Bei der Suche nach Ersatz fiel die Wahl rasch auf eine ABB-Lösung. «Wir haben hier am Standort gute Erfahrungen mit rund 30 Niederspannungsdrives von ABB für Pumpen- und Lüfteranwendungen gesammelt. Auch der Mittelspannungsumrichter ACS1000 für das Ventilationssystem des Windkanals hat unsere Erwartungen erfüllt», so Furrer.

Platzsparender ABB-Frequenzumrichter

Für den Antrieb der «rollenden Strasse» fiel die Wahl, auf Empfehlung des ABB-Verkaufsingenieurs Benjamin Hoffmann, auf einen ACS880-17. Er steuert die Leistung des 355-kW-Motors punktgenau. Dieser kompakte Niederspannungs frequenzumrichter baut auf der bewährten Antriebsarchitektur von ABB auf, hat eine direkte Drehmomentregelung standardmässig eingebaut, weist eine gute Toleranz gegenüber Vibrationen auf und ist rückspeisefähig, was die Energieeffizienz erhöht. «Den haben wir in der regulären zweiwöchigen Revisionsphase im Sommer 2019 eingebaut und in Betrieb genommen. Seither läuft er einwandfrei.»

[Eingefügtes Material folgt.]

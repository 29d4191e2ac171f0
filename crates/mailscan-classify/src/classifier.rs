//! Classification interface.

use crate::error::Result;
use async_trait::async_trait;
use mailscan_core::{MailAnalysis, MailMessage, TokenUsage};

/// Output of a single classification call.
#[derive(Debug, Clone)]
pub struct ClassifyOutcome {
    /// The structured analysis of the message.
    pub analysis: MailAnalysis,
    /// Token usage billed for the call.
    pub usage: TokenUsage,
    /// Model that produced the analysis.
    pub model: String,
}

/// Classifies a mail message as job-related or not, extracting the
/// company, role, and application stage when present.
#[async_trait]
pub trait MailClassifier: Send + Sync {
    /// Classify one message.
    ///
    /// # Errors
    /// Fails on API errors, transport failures, or unparseable output.
    async fn classify(&self, message: &MailMessage) -> Result<ClassifyOutcome>;
}
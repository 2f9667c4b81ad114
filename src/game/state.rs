use std::fmt;

use super::board::Board;
use super::player::Player;
use super::turn::Roll;

#[derive(Copy, Clone, Debug, PartialEq, Eq)]
/// Where the current player is within their turn.
pub enum Phase {
    /// Waiting for the current player to roll.
    AwaitingRoll,
    /// The token is moving. Only seen from inside a roll.
    Moving,
    /// The landing square's effect is being applied. Only seen from inside a roll.
    ResolvingSquare,
    /// The player landed on an unowned square and has to accept or decline the offer.
    AwaitingDecision,
    /// The player rolled doubles and rolls again.
    ExtraRoll,
    /// Nothing left to do but hand over to the next player.
    TurnOver,
    GameOver,
}

#[derive(Copy, Clone, Debug, PartialEq, Eq)]
/// The result of moving a token.
pub struct Movement {
    pub from: usize,
    pub to: usize,
    pub passed_go: bool,
}

#[derive(Clone, Debug)]
/// Everything about a game that changes while it's played.
pub struct State {
    /// The board, which also holds who owns and built what.
    pub board: Board,
    /// The players playing the game, indexed by seat.
    pub players: Vec<Player>,
    /// The index of the player (from `players`) whose turn it currently is.
    pub current_player_index: usize,
    pub phase: Phase,
    /// Set once the first roll of the game has been played.
    pub started: bool,
    /// Set once a card has been drawn for the current landing.
    pub card_drawn: bool,
    /// The last roll of the current turn, used for utility rents.
    pub last_roll: Option<Roll>,
}

impl fmt::Display for State {
    fn fmt(&self, f: &mut fmt::Formatter<'_>) -> fmt::Result {
        let mut metadata = match self.last_roll {
            Some(roll) => format!("Last roll: \x1b[33m{}+{}\x1b[0m", roll.first, roll.second),
            None if self.started => String::from("No roll yet this turn"),
            None => String::from("Waiting for the first roll"),
        };

        if self.phase == Phase::GameOver {
            metadata += "\nGame over";
        }

        let mut players_str = "".to_owned();
        for i in 0..self.players.len() {
            players_str += &format!("{}", self.players[i]);

            if self.current_player_index == i {
                players_str += &format!(" < next: \x1b[36m{:?}\x1b[0m", self.phase)
            }

            players_str += "\n";
        }

        write!(f, "{}\n{}", metadata, players_str)
    }
}

impl State {
    /*********        INITIALISATION INTERFACES        *********/

    /// Create a new game state on `board` with the given players.
    pub fn new(board: Board, players: Vec<Player>) -> State {
        State {
            board,
            players,
            current_player_index: 0,
            phase: Phase::AwaitingRoll,
            started: false,
            card_drawn: false,
            last_roll: None,
        }
    }

    /*********        ALIASES (FOR CONVENIENCE)        *********/

    /// The player whose turn it currently is.
    pub fn current_player(&self) -> &Player {
        &self.players[self.current_player_index]
    }

    /// Players still in the game.
    pub fn active_players(&self) -> impl Iterator<Item = &Player> {
        self.players.iter().filter(|p| p.is_active())
    }

    /*********        HELPER FUNCTIONS        *********/

    /// Move a player by `steps` squares, which may be negative. A forward
    /// move that wraps around the board pays `go_salary`.
    pub fn move_by(&mut self, player: usize, steps: i64, go_salary: i64) -> Movement {
        let from = self.players[player].position;
        let to = self.board.wrap(from, steps);

        // Give the player their salary if they pass 'Go'
        let passed_go = steps > 0 && from > to;
        if passed_go {
            self.players[player].cash += go_salary;
        }

        // Update the position
        self.players[player].position = to;

        Movement {
            from,
            to,
            passed_go,
        }
    }

    /// Hand the turn to the next player still in the game and return their index.
    pub fn setup_next_player(&mut self) -> usize {
        let count = self.players.len();

        for offset in 1..=count {
            let candidate = (self.current_player_index + offset) % count;

            if self.players[candidate].is_active() {
                self.current_player_index = candidate;
                break;
            }
        }

        // The player whose turn it is next rolls the dice
        self.phase = Phase::AwaitingRoll;
        self.card_drawn = false;
        self.last_roll = None;

        self.current_player_index
    }

    /// Send a player to jail.
    pub fn send_to_jail(&mut self, player: usize) {
        let jail = self.board.jail();
        let player = &mut self.players[player];

        // Set the player's position to jail
        player.position = jail;
        player.jail.in_jail = true;
        player.jail.attempts = 0;

        // Reset the doubles counter
        player.doubles_rolled = 0;
    }
}

#[cfg(test)]
mod tests {
    use super::*;
    use crate::game::player::PlayerSetup;

    fn state(players: usize) -> State {
        State::new(
            Board::classic(),
            Player::multiple_new(&PlayerSetup::fixtures(players), 1500),
        )
    }

    #[test]
    fn wrapping_forward_pays_salary_once() {
        let mut state = state(2);
        state.players[0].position = 35;

        let movement = state.move_by(0, 8, 200);
        assert_eq!(
            movement,
            Movement {
                from: 35,
                to: 3,
                passed_go: true
            }
        );
        assert_eq!(state.players[0].cash, 1700);

        let movement = state.move_by(0, 6, 200);
        assert!(!movement.passed_go);
        assert_eq!(state.players[0].cash, 1700);
    }

    #[test]
    fn landing_exactly_on_go_pays_salary() {
        let mut state = state(2);
        state.players[0].position = 33;

        let movement = state.move_by(0, 7, 200);
        assert_eq!(movement.to, 0);
        assert!(movement.passed_go);
        assert_eq!(state.players[0].cash, 1700);
    }

    #[test]
    fn backward_moves_never_pay() {
        let mut state = state(2);
        state.players[0].position = 2;

        let movement = state.move_by(0, -3, 200);
        assert_eq!(movement.to, 39);
        assert!(!movement.passed_go);
        assert_eq!(state.players[0].cash, 1500);

        let movement = state.move_by(0, 0, 200);
        assert_eq!(movement.to, 39);
        assert!(!movement.passed_go);
    }

    #[test]
    fn rotation_skips_bankrupt_players() {
        let mut state = state(4);
        state.players[1].bankrupt = true;

        assert_eq!(state.setup_next_player(), 2);
        assert_eq!(state.setup_next_player(), 3);
        assert_eq!(state.setup_next_player(), 0);
        assert_eq!(state.setup_next_player(), 2);
        assert_eq!(state.phase, Phase::AwaitingRoll);
        assert_eq!(state.active_players().count(), 3);
    }

    #[test]
    fn jail_resets_counters() {
        let mut state = state(2);
        state.players[0].doubles_rolled = 2;
        state.players[0].jail.attempts = 2;
        state.players[0].position = 30;

        state.send_to_jail(state.current_player_index);

        let player = state.current_player();
        assert_eq!(player.position, 10);
        assert!(player.in_jail());
        assert_eq!(player.jail.attempts, 0);
        assert_eq!(player.doubles_rolled, 0);
    }

    #[test]
    fn display_tells_whether_the_game_has_started() {
        let mut state = state(2);
        assert!(!state.started);
        assert!(state.to_string().starts_with("Waiting for the first roll"));

        state.started = true;
        assert!(state.to_string().starts_with("No roll yet this turn"));

        state.last_roll = Some(Roll::new(2, 5));
        assert!(state.to_string().contains("2+5"));
    }
}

«Technisch bedingte Stillstandszeiten müssen auf das absolute Minimum begrenzt werden.»

Der Windkanal in Hinwil wird im Zwei- und bisweilen auch Dreischichtbetrieb genutzt, vorwiegend für das eigene Formel-1-Team, aber auch für Drittaufträge aus dem Motorsportbereich. So kommt einiges an Leistung zusammen. Insgesamt liefen die Stahlbänder seit Eröffnung des Windkanals etwa 5 Mio. km, wobei ein Stahlband – mit Revision – rund 1 Mio. km hält. Dabei wird es nicht einfach zwischen zwei Rollen gespannt, sondern es schwebt auf einem «Luftlager»: Im Betrieb wird permanent Luft mit hohem Druck durch ein poröses Material unter dem Stahlband gepresst – und gleich wieder mit Vakuumpumpen abgesaugt, um keine Luftblase entstehen zu lassen. So kann das Rennauto mit seinem ganzen statischen Gewicht – und dem Anpressdruck, der bei hohen Tempi vielfach höhere Kräfte ausübt – problemlos auf dem Stahlband rollen.

In den Tests sind Modelle im Einsatz, die 60 % der Originalgrösse aufweisen. Auf der vergleichsweise langen «rollenden Strasse» lassen sich davon zwei hintereinander anordnen, um den Einfluss von Luftverwirbelungen durch das vorne fahrende Fahrzeug zu eruieren. Zudem können die Testobjekte nicht nur frontal, sondern auch leicht schräg angeströmt werden, da sich die gesamte Messplattform um bis zu 10° drehen lässt.

«Die Verfügbarkeit unserer Testanlagen hier in Hinwil ist für uns von grösster Bedeutung», so Furrer. «Technisch bedingte Stillstandszeiten müssen auf das absolute Minimum begrenzt werden. Entsprechend grossen Wert legen wir auf die Qualität unseres Equipments und den Service dafür.» Der ACS880 von ABB für den Antrieb der «rollenden Strasse» sei daher die richtige Wahl gewesen.